4. Pistachios: “These nuts aren’t only fun to eat, they’re also great if you’re a stressful eater or like to nosh while watching TV, since they give your hands something to do,” says Friedman. “Pistachios are a great source of protein, fiber, antioxidants and heart-healthy fats. They contain more vitamin B6 than any other nut, which is important for blood sugar regulation and the formation of hemoglobin, a molecule that carries oxygen in red blood cells. Pistachios are also rich in potassium [which supports our muscles], with one ounce containing more potassium than half of a large banana.”
5. Almonds: “Almonds contain more fiber than any other nut (about three grams per ounce) and are also the highest in Vitamin E,” says Friedman. “Almonds also contain lots of healthy fats, protein and magnesium [which can fight depression]. They may help lower blood sugar levels, reduce blood pressure and lower cholesterol levels, and they’re great if you’re trying to lose weight, since almonds can help to reduce hunger.”
6. Pecans: “Pecans have many vitamins, minerals and antioxidants,” Friedman explains. “They also contain monounsaturated fats, which may help improve cholesterol levels, and they provide more flavonoids than any of the nuts — flavonoids are among the most anti-inflammatory of all antioxidants, helping to combat cardiovascular disease and the negative effects of aging.” Hunnes mentions, however, that pecans are pretty high in calories at 200 per ounce, and contain less protein than many of the other nuts on this list.

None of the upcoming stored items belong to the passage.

use ariadne::{self, Config, Label, Report, ReportKind, Source};
use std::fmt;
use thiserror::Error;

use crate::builder::Position;

pub type Result<T> = std::result::Result<T, ParseError>;

/// A 1-based line/column pair inside the filter text.
#[derive(Debug, Clone, Copy, PartialEq, Eq)]
pub struct Location {
    pub line: usize,
    pub column: usize,
}

impl Location {
    pub fn new(line: usize, column: usize) -> Self {
        Location { line, column }
    }
}

impl fmt::Display for Location {
    fn fmt(&self, f: &mut fmt::Formatter) -> fmt::Result {
        write!(f, "{}:{}", self.line, self.column)
    }
}

/// Every way a compile call can fail. None of them is recoverable within the call.
#[derive(Debug, Clone, PartialEq, Error)]
pub enum ParseError {
    #[error("{message} ({location})")]
    Tokenize { message: String, location: Location },

    #[error(
        "unable to resolve '{token}' as field, constant or literal for operator '{operator}', position {position} ({location})"
    )]
    UnresolvedOperand {
        token: String,
        operator: String,
        position: Position,
        location: Location,
    },

    #[error("missing operator{}", at_suffix(.token, .location))]
    MissingOperator {
        token: Option<String>,
        location: Option<Location>,
    },

    #[error("{message}{}", at_suffix(.token, .location))]
    Structural {
        message: String,
        token: Option<String>,
        location: Option<Location>,
    },
}

fn at_suffix(token: &Option<String>, location: &Option<Location>) -> String {
    match (token, location) {
        (Some(token), Some(location)) => format!(" near '{}' ({})", token, location),
        (Some(token), None) => format!(" near '{}'", token),
        (None, Some(location)) => format!(" ({})", location),
        (None, None) => String::new(),
    }
}

impl ParseError {
    pub fn structural(message: impl Into<String>) -> Self {
        ParseError::Structural {
            message: message.into(),
            token: None,
            location: None,
        }
    }

    pub fn structural_at(message: impl Into<String>, token: &str, location: Location) -> Self {
        ParseError::Structural {
            message: message.into(),
            token: Some(token.to_string()),
            location: Some(location),
        }
    }

    pub fn location(&self) -> Option<Location> {
        match self {
            ParseError::Tokenize { location, .. } => Some(*location),
            ParseError::UnresolvedOperand { location, .. } => Some(*location),
            ParseError::MissingOperator { location, .. } => *location,
            ParseError::Structural { location, .. } => *location,
        }
    }

    fn token(&self) -> Option<&str> {
        match self {
            ParseError::Tokenize { .. } => None,
            ParseError::UnresolvedOperand { token, .. } => Some(token),
            ParseError::MissingOperator { token, .. } => token.as_deref(),
            ParseError::Structural { token, .. } => token.as_deref(),
        }
    }

    /// Short headline used as the report title.
    pub fn kind(&self) -> &'static str {
        match self {
            ParseError::Tokenize { .. } => "Tokenize error",
            ParseError::UnresolvedOperand { .. } => "Unresolved operand",
            ParseError::MissingOperator { .. } => "Missing operator",
            ParseError::Structural { .. } => "Structural error",
        }
    }
}

const SOURCE_NAME: &str = "filter";

/// Prints a report for `error` against the filter text it came from.
pub fn print_error(source: &str, error: &ParseError) -> std::io::Result<()> {
    build_report(source, error, true).eprint((SOURCE_NAME, Source::from(source)))
}

/// Same report as [`print_error`], without colors, returned as a string.
pub fn format_error(source: &str, error: &ParseError) -> String {
    let mut buffer = Vec::<u8>::new();
    let report = build_report(source, error, false);
    if report
        .write((SOURCE_NAME, Source::from(source)), &mut buffer)
        .is_err()
    {
        return error.to_string();
    }
    String::from_utf8_lossy(&buffer).into_owned()
}

fn build_report<'a>(
    source: &str,
    error: &ParseError,
    color: bool,
) -> Report<'a, (&'a str, std::ops::Range<usize>)> {
    let span = error_span(source, error);

    Report::build(ReportKind::Error, (SOURCE_NAME, span.clone()))
        .with_config(Config::default().with_color(color))
        .with_message(error.kind())
        .with_label(Label::new((SOURCE_NAME, span)).with_message(error.to_string()))
        .finish()
}

/// Converts the error's line/column into a char range ariadne can label.
fn error_span(source: &str, error: &ParseError) -> std::ops::Range<usize> {
    let total = source.chars().count();
    let Some(location) = error.location() else {
        return 0..total;
    };

    let start = char_offset(source, location).min(total);
    let width = error.token().map(|t| t.chars().count()).unwrap_or(1).max(1);
    start..(start + width).min(total.max(start))
}

fn char_offset(source: &str, location: Location) -> usize {
    let preceding: usize = source
        .split('\n')
        .take(location.line.saturating_sub(1))
        .map(|line| line.chars().count() + 1)
        .sum();
    preceding + location.column.saturating_sub(1)
}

7. Brazil Nuts: “Brazil nuts are one of the richest sources of selenium, a mineral that’s been shown to boost our immune system, improve our thyroid function and maybe even prevent cancer,” says Friedman. “Brazil nuts are also high in monounsaturated fat. They’re a great source of important nutrients, including magnesium, zinc, calcium, vitamin E and some B vitamins. On top of that, Brazil nuts are known for their cancer-fighting properties due to their high amounts of ellagic acid, which is a compound that has the ability to inhibit blood flow and reduce the growth of cancer cells.”
8. Cashews: “Cashews have a lower fat content than most other nuts — approximately 82 percent of their fat is unsaturated fat, the majority being heart-healthy monounsaturated fats, similar to those found in olive oil,” Friedman explains. “A study published earlier this year in the Journal of Nutrition shows cashews may help to reduce blood pressure and raise ‘good’ cholesterol levels.” Hunnes adds that cashews contains 160 calories per ounce and are slightly lower in protein than peanuts. “These are more buttery than peanuts, so if you like the flavor, they’re a great substitute,” she says.

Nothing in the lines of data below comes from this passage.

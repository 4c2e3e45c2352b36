use std::net::SocketAddr;
use std::path::PathBuf;
use std::time::Duration;

use clap::Parser;
use tracing_subscriber::EnvFilter;

use kubejobs::config::{default_kubeconfig, BackendConfig, DispatcherConfig, ServerConfig};
use kubejobs::server::Server;
use kubejobs::shutdown::install_shutdown_handler;

#[derive(Parser, Debug)]
#[command(name = "kubejobs")]
#[command(version)]
#[command(about = "Priority job queue that dispatches work to a Kubernetes cluster")]
struct Args {
    /// Path to the kubeconfig file (defaults to ~/.kube/config)
    #[arg(long, env = "KUBEJOBS_KUBECONFIG")]
    kubeconfig: Option<PathBuf>,

    /// Port to run the HTTP server on
    #[arg(long, env = "KUBEJOBS_PORT", default_value = "8080")]
    port: u16,

    /// Maximum number of concurrently dispatched jobs
    #[arg(long, env = "KUBEJOBS_MAX_CONCURRENCY", default_value = "10",
          value_parser = clap::value_parser!(u32).range(1..))]
    max_concurrency: u32,

    /// Use a simulated backend instead of a real cluster
    #[arg(long, env = "KUBEJOBS_DRY_RUN")]
    dry_run: bool,

    /// kubectl binary used to create jobs
    #[arg(long, env = "KUBEJOBS_KUBECTL", default_value = "kubectl")]
    kubectl: PathBuf,

    /// Delay of each simulated job creation, in seconds (dry run only)
    #[arg(long, env = "KUBEJOBS_SIMULATED_DELAY_SECS", default_value = "10")]
    simulated_delay_secs: u64,

    /// Per-job bound on a backend submission, in seconds
    #[arg(long, env = "KUBEJOBS_EXECUTION_TIMEOUT_SECS", default_value = "30")]
    execution_timeout_secs: u64,

    /// Deadline for graceful shutdown, in seconds
    #[arg(long, env = "KUBEJOBS_SHUTDOWN_TIMEOUT_SECS", default_value = "15")]
    shutdown_timeout_secs: u64,
}

impl Args {
    fn into_config(self) -> ServerConfig {
        ServerConfig {
            listen_addr: SocketAddr::from(([0, 0, 0, 0], self.port)),
            dispatcher: DispatcherConfig {
                max_concurrency: self.max_concurrency as usize,
                execution_timeout: Duration::from_secs(self.execution_timeout_secs),
                ..DispatcherConfig::default()
            },
            backend: BackendConfig {
                dry_run: self.dry_run,
                kubeconfig: self.kubeconfig.or_else(default_kubeconfig),
                kubectl: self.kubectl,
                simulated_delay: Duration::from_secs(self.simulated_delay_secs),
            },
            shutdown_timeout: Duration::from_secs(self.shutdown_timeout_secs),
        }
    }
}

#[tokio::main]
async fn main() -> Result<(), Box<dyn std::error::Error>> {
    tracing_subscriber::fmt()
        .with_env_filter(
            EnvFilter::try_from_default_env().unwrap_or_else(|_| EnvFilter::new("info")),
        )
        .init();

    let config = Args::parse().into_config();
    tracing::info!(
        port = config.listen_addr.port(),
        kubeconfig = ?config.backend.kubeconfig,
        max_concurrency = config.dispatcher.max_concurrency,
        dry_run = config.backend.dry_run,
        "Starting kubejobs"
    );

    let shutdown = install_shutdown_handler()?;
    let server = Server::new(config, shutdown).await?;
    server.run().await?;

    tracing::info!("Server exited");
    Ok(())
}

9. Hazelnuts: “Hazelnuts contain a high amount of phenolic compounds, which are antioxidants that have been shown to help decrease blood cholesterol and inflammation,” says Friedman. “They’re also heart-healthy and have cancer-protecting properties.” Friedman also explains that hazelnuts are good for muscles, joints and digestion.

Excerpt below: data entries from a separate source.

use std::net::SocketAddr;
use std::path::PathBuf;
use std::time::Duration;

use crate::error::{DispatchError, Result};

/// Tuning for the dispatcher's control loop and execution tasks.
#[derive(Debug, Clone)]
pub struct DispatcherConfig {
    /// Maximum number of jobs executing at once. Fixed for the dispatcher's lifetime.
    pub max_concurrency: usize,
    /// Upper bound on how long an idle control loop sleeps before re-checking the queue.
    pub poll_interval: Duration,
    /// Per-job bound on a single backend submission.
    pub execution_timeout: Duration,
}

impl Default for DispatcherConfig {
    fn default() -> Self {
        Self {
            max_concurrency: 10,
            poll_interval: Duration::from_millis(100),
            execution_timeout: Duration::from_secs(30),
        }
    }
}

impl DispatcherConfig {
    pub fn with_max_concurrency(max_concurrency: usize) -> Self {
        Self {
            max_concurrency,
            ..Default::default()
        }
    }

    pub fn validate(&self) -> Result<()> {
        if self.max_concurrency == 0 {
            return Err(DispatchError::InvalidConfig(
                "max_concurrency must be a positive integer".to_string(),
            ));
        }
        if self.execution_timeout.is_zero() {
            return Err(DispatchError::InvalidConfig(
                "execution_timeout must be non-zero".to_string(),
            ));
        }
        Ok(())
    }
}

/// Selects and configures the execution backend.
#[derive(Debug, Clone)]
pub struct BackendConfig {
    /// Use the simulated backend instead of a real cluster.
    pub dry_run: bool,
    /// Path to the kubeconfig handed to kubectl. `~/.kube/config` is expanded.
    pub kubeconfig: Option<PathBuf>,
    /// kubectl binary to invoke
    pub kubectl: PathBuf,
    /// Artificial latency of the simulated backend per submission.
    pub simulated_delay: Duration,
}

impl Default for BackendConfig {
    fn default() -> Self {
        Self {
            dry_run: false,
            kubeconfig: default_kubeconfig(),
            kubectl: PathBuf::from("kubectl"),
            simulated_delay: Duration::from_secs(10),
        }
    }
}

/// `$HOME/.kube/config`, if a home directory can be located.
pub fn default_kubeconfig() -> Option<PathBuf> {
    dirs::home_dir().map(|home| home.join(".kube").join("config"))
}

#[derive(Debug, Clone)]
pub struct ServerConfig {
    pub listen_addr: SocketAddr,
    pub dispatcher: DispatcherConfig,
    pub backend: BackendConfig,
    /// Overall deadline for draining HTTP connections and in-flight jobs.
    pub shutdown_timeout: Duration,
}

impl Default for ServerConfig {
    fn default() -> Self {
        Self {
            listen_addr: SocketAddr::from(([0, 0, 0, 0], 8080)),
            dispatcher: DispatcherConfig::default(),
            backend: BackendConfig::default(),
            shutdown_timeout: Duration::from_secs(15),
        }
    }
}

impl ServerConfig {
    pub fn new(listen_addr: SocketAddr) -> Self {
        Self {
            listen_addr,
            ..Default::default()
        }
    }

    pub fn with_dry_run(mut self, simulated_delay: Duration) -> Self {
        self.backend.dry_run = true;
        self.backend.simulated_delay = simulated_delay;
        self
    }
}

Hunnes adds that hazelnuts contains 180 calories per ounce and are high in monounsaturated fats, which again, reduce your risk of heart attack or stroke. She also says that hazelnuts are fairly high in fiber.
10. Macadamia Nuts: “Macadamia nuts used to have a bad reputation, because they’re considered to be high in fat,” says Friedman. “However, 80 percent of this fat is monounsaturated fat. Macadamia nuts actually contain more monounsaturated fat per serving than any other nut, and they’re a good source of calcium, magnesium and potassium — the three minerals that help prevent bone loss.”
11. Cow Nuts, (aka Rocky Mountain Oysters): “One word for that: DISGUSTING,” says Hunnes.
So there you have it: Walnuts are really healthy, and, well, most other nuts are, too. “All of these nuts are good for you (again, except for Rocky Mountain oysters), so you can’t really go wrong. Just be mindful of portion size, since it can add up,” says Hunnes.
Can’t wait to go stuff a whole nut sack in my mouth right now!